As I was lying (laying?) in my bed this afternoon, trying to take a nap and listening to Jonas in his room, "trying" to take a nap (talking up a storm more like it), I just thought how much I love him. He was so cute today. He wanted me to sit next to him when we watched TV. He wanted to rub his cheeks against mine a lot today while hugging me, and he just talked to me a lot. We talked during breakfast and lunch and as we played. It was just adorable. Wow - I love him!

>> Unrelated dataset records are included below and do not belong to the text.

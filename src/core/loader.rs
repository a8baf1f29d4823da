// src/core/loader.rs

//! # Script Loader
//!
//! Turns a project script into a [`Namespace`]. Loading is an evaluation, not a
//! parse: persistent options are resolved against the command line and the
//! option store, memoized lookups may run commands, and `ensure_dirs` touches the
//! filesystem. Every call re-evaluates from scratch; nothing is cached, so load
//! once per process.

use crate::constants::ENGINE_INCLUDE;
use crate::core::arg_parser::CliArgs;
use crate::core::engine;
use crate::core::namespace::Namespace;
use crate::core::steps::ScriptTarget;
use crate::core::store::OptionStore;
use crate::core::templater::{self, Environment};
use crate::models::{OptionDef, ScriptFile};
use crate::system::{executor, install, pkg_config};
use anyhow::{Context, Result};
use std::fs;
use std::path::{Path, PathBuf};
use std::sync::Arc;
use thiserror::Error;

#[derive(Error, Debug)]
pub enum ScriptError {
    #[error("Could not read script '{path}': {source}")]
    Io {
        path: PathBuf,
        #[source]
        source: std::io::Error,
    },
    #[error("Failed to parse script '{path}': {source}")]
    Parse {
        path: PathBuf,
        #[source]
        source: toml::de::Error,
    },
    #[error("Include cycle: {0}")]
    IncludeCycle(String),
    #[error("Invalid script '{path}': {reason}")]
    Invalid { path: PathBuf, reason: String },
}

/// What a script may touch while it is evaluated.
#[derive(Debug)]
pub struct LoadContext<'a> {
    pub store: &'a mut OptionStore,
    pub args: &'a mut CliArgs,
    pub project_root: &'a Path,
}

/// Evaluates a script file into a namespace.
pub trait ScriptLoader {
    fn load(&self, path: &Path, cx: &mut LoadContext<'_>) -> Result<Namespace>;
}

impl<F> ScriptLoader for F
where
    F: Fn(&Path, &mut LoadContext<'_>) -> Result<Namespace>,
{
    fn load(&self, path: &Path, cx: &mut LoadContext<'_>) -> Result<Namespace> {
        self(path, cx)
    }
}

/// Loads `mkrs.toml`-style scripts.
#[derive(Debug, Clone, Copy, Default)]
pub struct TomlScriptLoader;

impl ScriptLoader for TomlScriptLoader {
    fn load(&self, path: &Path, cx: &mut LoadContext<'_>) -> Result<Namespace> {
        let mut stack = Vec::new();
        load_file(path, cx, &mut stack)
    }
}

fn load_file(path: &Path, cx: &mut LoadContext<'_>, stack: &mut Vec<PathBuf>) -> Result<Namespace> {
    let canonical = dunce::canonicalize(path).map_err(|source| ScriptError::Io {
        path: path.to_path_buf(),
        source,
    })?;
    if stack.contains(&canonical) {
        let chain = stack
            .iter()
            .chain(std::iter::once(&canonical))
            .map(|p| p.display().to_string())
            .collect::<Vec<_>>()
            .join(" -> ");
        return Err(ScriptError::IncludeCycle(chain).into());
    }

    let content = fs::read_to_string(&canonical).map_err(|source| ScriptError::Io {
        path: canonical.clone(),
        source,
    })?;
    let script: ScriptFile = toml::from_str(&content).map_err(|source| ScriptError::Parse {
        path: canonical.clone(),
        source,
    })?;
    log::debug!("Evaluating script '{}'", canonical.display());

    stack.push(canonical.clone());
    let result = evaluate(script, &canonical, cx, stack);
    stack.pop();
    result
}

/// Evaluates a parsed script. Order: includes, vars, options, pkg_config,
/// computed, derived, ensure_dirs, targets.
fn evaluate(
    script: ScriptFile,
    path: &Path,
    cx: &mut LoadContext<'_>,
    stack: &mut Vec<PathBuf>,
) -> Result<Namespace> {
    let mut ns = Namespace::new();
    let base_dir = path.parent().unwrap_or_else(|| Path::new("."));

    for include in &script.include {
        if include == ENGINE_INCLUDE {
            ns.merge(engine::namespace());
        } else {
            let included = load_file(&base_dir.join(include), cx, stack)
                .with_context(|| format!("Included from '{}'", path.display()))?;
            ns.merge(included);
        }
    }

    for flag in script.completions {
        ns.advertise(flag);
    }

    for (name, value) in script.vars {
        ns.define_str(name, value);
    }

    for (key, def) in &script.options {
        resolve_option(key, def, path, cx, &mut ns)?;
    }

    for (name, def) in script.pkg_config {
        let root = cx.project_root;
        let value = cx.store.memoize(&name, || {
            Ok(pkg_config::lookup(def.kind, &def.packages, root)?)
        })?;
        ns.define_str(name, value);
    }

    for (name, command) in script.computed {
        let env = Environment::from_namespace(&ns);
        let root = cx.project_root;
        let value = cx.store.memoize(&name, || {
            let resolved = templater::resolve(&command, &env)?;
            Ok(executor::capture(&resolved, root)?)
        })?;
        ns.define_str(name, value);
    }

    // Derived values see everything above but not each other.
    let env = Environment::from_namespace(&ns);
    for (name, template) in script.derived {
        let value = templater::resolve(&template, &env)
            .with_context(|| format!("In derived variable '{}'", name))?;
        ns.define_str(name, value);
    }

    for dir in &script.ensure_dirs {
        install::ensure_dir(&cx.project_root.join(dir))?;
    }

    let installs = Arc::new(script.installs);
    for (name, def) in script.targets {
        let description = def.description().map(str::to_string);
        let target = ScriptTarget::new(def.into_steps(), Arc::clone(&installs));
        ns.define_target(name, description, Arc::new(target));
    }

    Ok(ns)
}

fn resolve_option(
    key: &str,
    def: &OptionDef,
    path: &Path,
    cx: &mut LoadContext<'_>,
    ns: &mut Namespace,
) -> Result<()> {
    let invalid = |reason: String| ScriptError::Invalid {
        path: path.to_path_buf(),
        reason,
    };

    match &def.choices {
        Some(choices) => {
            let candidates: Vec<&str> = choices.keys().map(String::as_str).collect();
            if !choices.contains_key(&def.default) {
                return Err(invalid(format!(
                    "default '{}' of option '{}' is not one of its choices",
                    def.default, key
                ))
                .into());
            }
            let override_value = match &def.flag {
                Some(flag) => cx.args.value(flag, Some(candidates.as_slice()))?,
                None => None,
            };
            let value = cx.store.resolve_mode(
                key,
                &def.default,
                &candidates,
                override_value.as_deref(),
            )?;
            if let Some(bind) = &def.bind {
                let mapped = choices.get(&value).cloned().unwrap_or_default();
                ns.define_str(bind.clone(), mapped);
            }
            ns.define_str(key, value);
        }
        None => {
            let override_value = match &def.flag {
                Some(flag) => cx.args.value(flag, None)?,
                None => None,
            };
            let value = cx
                .store
                .get_or_set(key, &def.default, override_value.as_deref())?;
            if let Some(bind) = &def.bind {
                ns.define_str(bind.clone(), value.clone());
            }
            ns.define_str(key, value);
        }
    }
    Ok(())
}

So it got me thinking. In 5 1/2 weeks this will all change. Jonas won't have all the attention on him anymore - he'll have to learn to share it. And I just wanted to hug him at that moment. I wanted him to know that I love him so much. After 1 1/2 hours of him in his bedroom - I don't think he was in his bed the whole time because somehow some of his toys got in his bed with him - I decided he wasn't tired enough for a nap.
We took pictures instead. I don't have a ton of pictures of me and him, since I'm always behind the camera, so I needed this. I just love him, and I'm going to try to enjoy it being just him and me for the next 5 1/2ish weeks, no matter how unpleasant I feel.

I've been trying to do this as well! Some days I feel like I succeed and other days I just want to lay in bed and be left alone! I'm sad and excited for the change.
ReplyDeleteMost definitely! Take advantage of that one on one time! Wow! I love that picture!
ReplyDeleteOh I'm glad you took that picture! Some of my favorite photos are those with me and the kids. Reminds me how much I really do love them.
ReplyDeleteAnd yes, things will change when little baby sister comes along. But you just make her part of the fun and love of the family relationship! You'd be surprised by how much your love for Jonas and multiply and multiply.